Norfolk Southern – Pet. for Decl. Order, F.D. 35701 (Served Nov. 4, 2013).
Claimants also have alleged intentional conduct in their pursuit of noise nuisance complaints. In Jones v. Union Pacific, the plaintiffs alleged the railroad was intentionally harassing them by blowing locomotive whistles as they passed by and leaving engines idling next to their property. 79 Cal. App. 4th 1053 (2000). The court reversed summary judgment for the railroad and sent the case back to the trial court to hear evidence on the alleged harassment. Today, and barring such evidence of actual, intentional harassment efforts by railroad employees, railroad operational aspects such as idling are squarely within the STB’s exclusive jurisdiction. Delaware v. Surface Transp. Bd., 859 F.3d 16 (D.C. Cir. 2017) (affirming STB decision that state regulation barring “nonessential idling” of locomotives was preempted regulation of rail transportation).

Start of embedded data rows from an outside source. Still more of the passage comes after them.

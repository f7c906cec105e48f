//! Ordered pattern tables for the cfg lexer
//!
//! Both tables are plain ordered lists of anchored regexes. The token
//! patterns have pairwise disjoint first-byte sets, so at most one of them
//! can match at any position and the order they are tried in carries no
//! meaning. `test_token_patterns_are_mutually_exclusive` keeps it that way.

use once_cell::sync::Lazy;
use regex::bytes::Regex;

use super::tokens::{Literal, Token, TokenKind};

/// Builds the token for a matched span. `None` means the matched text could
/// not be converted (integer overflow).
type TokenBuilder = fn(&[u8]) -> Option<Token>;

/// An anchored token pattern and the builder for its token
pub struct TokenPattern {
    pub kind: TokenKind,
    pub regex: Regex,
    build: TokenBuilder,
}

impl TokenPattern {
    fn new(kind: TokenKind, pattern: &str, build: TokenBuilder) -> Self {
        Self {
            kind,
            regex: anchored(pattern),
            build,
        }
    }

    /// Length of the match at the start of `input`, if any
    pub fn match_len(&self, input: &[u8]) -> Option<usize> {
        self.regex.find(input).map(|m| m.end())
    }

    pub fn build(&self, matched: &[u8]) -> Option<Token> {
        (self.build)(matched)
    }
}

fn anchored(pattern: &str) -> Regex {
    // The tables are static; a pattern that fails to compile is a programming error.
    Regex::new(&format!("^(?-u:{})", pattern)).expect("invalid lexer pattern")
}

fn lossy(bytes: &[u8]) -> String {
    String::from_utf8_lossy(bytes).into_owned()
}

fn build_int(matched: &[u8]) -> Option<Token> {
    std::str::from_utf8(matched)
        .ok()?
        .parse::<i64>()
        .ok()
        .map(Token::int)
}

fn build_ident(matched: &[u8]) -> Option<Token> {
    Some(Token::ident(lossy(matched)))
}

fn build_string(matched: &[u8]) -> Option<Token> {
    // Strip the surrounding quotes
    Some(Token::string(lossy(&matched[1..matched.len() - 1])))
}

macro_rules! punctuation_builder {
    ($kind:expr) => {
        |matched: &[u8]| -> Option<Token> {
            Some(Token::new($kind, Literal::Str(lossy(matched))))
        }
    };
}

/// Identifier shape shared by the identifier pattern, core variables and macros
pub(crate) static IDENTIFIER: Lazy<Regex> = Lazy::new(|| anchored(r"[_a-zA-Z][_a-zA-Z0-9]*"));

/// Spans skipped between tokens: whitespace, block comments, `//` comments
/// and `#` comments that are not `#!` macros
pub(crate) static IGNORED: Lazy<Vec<Regex>> = Lazy::new(|| {
    vec![
        anchored(r"[ \t\r\n\x0B\x0C]+"),
        anchored(r"/\*[^*]*\*+(?:[^/*][^*]*\*+)*/"),
        anchored(r"//[^\n]*"),
        // `#` then the rest of the line, a bare newline or end of input; never `#!`
        anchored(r"#(?:[^!\n][^\n]*|\n|$)"),
    ]
});

pub(crate) static TOKEN_PATTERNS: Lazy<Vec<TokenPattern>> = Lazy::new(|| {
    vec![
        TokenPattern::new(TokenKind::Int, r"[0-9]+", build_int),
        TokenPattern::new(TokenKind::Ident, r"[_a-zA-Z][_a-zA-Z0-9]*", build_ident),
        TokenPattern::new(TokenKind::String, r#""[^"]*""#, build_string),
        TokenPattern::new(TokenKind::Comma, r",", punctuation_builder!(TokenKind::Comma)),
        TokenPattern::new(
            TokenKind::Semicolon,
            r";",
            punctuation_builder!(TokenKind::Semicolon),
        ),
        TokenPattern::new(TokenKind::LParen, r"\(", punctuation_builder!(TokenKind::LParen)),
        TokenPattern::new(TokenKind::RParen, r"\)", punctuation_builder!(TokenKind::RParen)),
        TokenPattern::new(TokenKind::LBrace, r"\{", punctuation_builder!(TokenKind::LBrace)),
        TokenPattern::new(TokenKind::RBrace, r"\}", punctuation_builder!(TokenKind::RBrace)),
        TokenPattern::new(
            TokenKind::LBracket,
            r"\[",
            punctuation_builder!(TokenKind::LBracket),
        ),
        TokenPattern::new(
            TokenKind::RBracket,
            r"\]",
            punctuation_builder!(TokenKind::RBracket),
        ),
        TokenPattern::new(TokenKind::Dot, r"\.", punctuation_builder!(TokenKind::Dot)),
        TokenPattern::new(TokenKind::Colon, r":", punctuation_builder!(TokenKind::Colon)),
    ]
});

/// Two-byte operators, checked before the single-byte ones
pub(crate) const TWO_BYTE_OPERATORS: &[(&[u8; 2], TokenKind)] = &[
    (b"==", TokenKind::Eq),
    (b"!=", TokenKind::Ne),
    (b"<=", TokenKind::Le),
    (b">=", TokenKind::Ge),
    (b"&&", TokenKind::And),
    (b"||", TokenKind::Or),
    (b"++", TokenKind::Inc),
    (b"--", TokenKind::Dec),
];

pub(crate) const ONE_BYTE_OPERATORS: &[(u8, TokenKind)] = &[
    (b'=', TokenKind::Assign),
    (b'!', TokenKind::Not),
    (b'<', TokenKind::Lt),
    (b'>', TokenKind::Gt),
    (b'+', TokenKind::Add),
    (b'-', TokenKind::Sub),
    (b'*', TokenKind::Mul),
    (b'/', TokenKind::Div),
    (b'%', TokenKind::Mod),
];

/// Prefixes that introduce a preprocessor macro (`#!define`, `!!KAMAILIO`)
pub(crate) const MACRO_PREFIXES: &[&[u8; 2]] = &[b"#!", b"!!"];

#[cfg(test)]
mod tests {
    use super::*;

    fn matching_patterns(input: &[u8]) -> Vec<TokenKind> {
        TOKEN_PATTERNS
            .iter()
            .filter(|p| p.match_len(input).is_some())
            .map(|p| p.kind)
            .collect()
    }

    #[test]
    fn test_token_patterns_are_mutually_exclusive() {
        // Probe every first byte with followers that could extend any pattern.
        let followers: &[&[u8]] = &[b"", b"a", b"1", b"\"", b"_x\"", b" "];
        for first in 0u8..=255 {
            for follower in followers {
                let mut probe = vec![first];
                probe.extend_from_slice(follower);
                let matches = matching_patterns(&probe);
                assert!(
                    matches.len() <= 1,
                    "input {:?} matched several patterns: {:?}",
                    String::from_utf8_lossy(&probe),
                    matches
                );
            }
        }
    }

    #[test]
    fn test_patterns_are_anchored() {
        assert!(matching_patterns(b" 123").is_empty());
        assert!(IGNORED.iter().all(|re| re.find(b"x // y").is_none()));
    }

    #[test]
    fn test_hash_comment_excludes_macros() {
        let hash = &IGNORED[3];
        assert_eq!(hash.find(b"# comment\nx").map(|m| m.end()), Some(9));
        assert_eq!(hash.find(b"#\nx").map(|m| m.end()), Some(2));
        assert_eq!(hash.find(b"#").map(|m| m.end()), Some(1));
        assert_eq!(hash.find(b"##!x").map(|m| m.end()), Some(4));
        assert!(hash.find(b"#!define").is_none());
    }

    #[test]
    fn test_block_comment_spans_lines() {
        let block = &IGNORED[1];
        let input = b"/* a\n * b **/ 1";
        assert_eq!(block.find(input).map(|m| m.end()), Some(13));
    }

    #[test]
    fn test_int_overflow_does_not_build() {
        let int = &TOKEN_PATTERNS[0];
        assert_eq!(int.build(b"42"), Some(Token::int(42)));
        assert_eq!(int.build(b"99999999999999999999"), None);
    }

    #[test]
    fn test_string_builder_strips_quotes() {
        let string = &TOKEN_PATTERNS[2];
        assert_eq!(string.match_len(b"\"a b\" c"), Some(5));
        assert_eq!(string.build(b"\"a b\""), Some(Token::string("a b")));
    }
}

Courts May Entertain Noise Nuisances Based on Allegations of Intentional Conduct and Violations of FRA Noise Regulations, but they Remain Skeptical of Plaintiffs’ Novel Theories.
Still, and despite the clear direction issued by the STB, plaintiffs continue to pursue noise nuisance claims today. Such is the case in Bellevue, Ohio, where local residents have filed a class-action suit against Norfolk Southern alleging excessive noise from the retarders in Moorman Yard.
Norfolk Southern undertook an expansion of Moorman Yard in 2015, resulting in a double-hump classification yard. The plaintiffs filed their complaint in federal District Court for the Northern District of Ohio in March 2017, alleging a nuisance claim against Norfolk Southern and seeking compensatory damages for all property owners residing within 7,000 feet of the yard’s operating retarders. FRA Part 210 prescribes that noise from active hump retarders may not exceed 83 dB as measured from any adjoining non-railroad property. The plaintiffs claim to have measured noise in violation of the regulation at their properties but stated that they were not limiting their claims to noise in excess of the FRA standard. In a novel approach, the complaint contains extensive discussion of the legislative history of the FRA standards and attempts to make a case that the court should disregard the standards. They argue that the rail industry was responsible for setting the standards too high and they should be permitted to recover for all perceived nuisance under the common law. In subsequent filings, the plaintiffs even attempted to revisit inverse condemnation claims, arguing that the federal noise emission standards implemented by the FRA constituted an unlawful taking of their property without just compensation. Plaintiffs later also amended the complaint to request injunctive relief against use of the retarders in the yard.
Fortunately, their efforts have thus far been struck down by the court in respect of the established precedent. In a series of opinions issued to date in the case, the court held that the plaintiffs’ claims are limited solely to damages resulting from noise emissions in excess of the standards set by the FRA under the Noise Control Act. The court specifically found that claims for noises under the federally-established threshold were preempted and dismissed the unconstitutional taking argument. The request for injunctive relief in particular was found to be preempted on its face and dismissed with prejudice. The remaining claims in the case are still pending. Norfolk Southern is represented in the matter by David A. Damico of Burns White in Pittsburgh.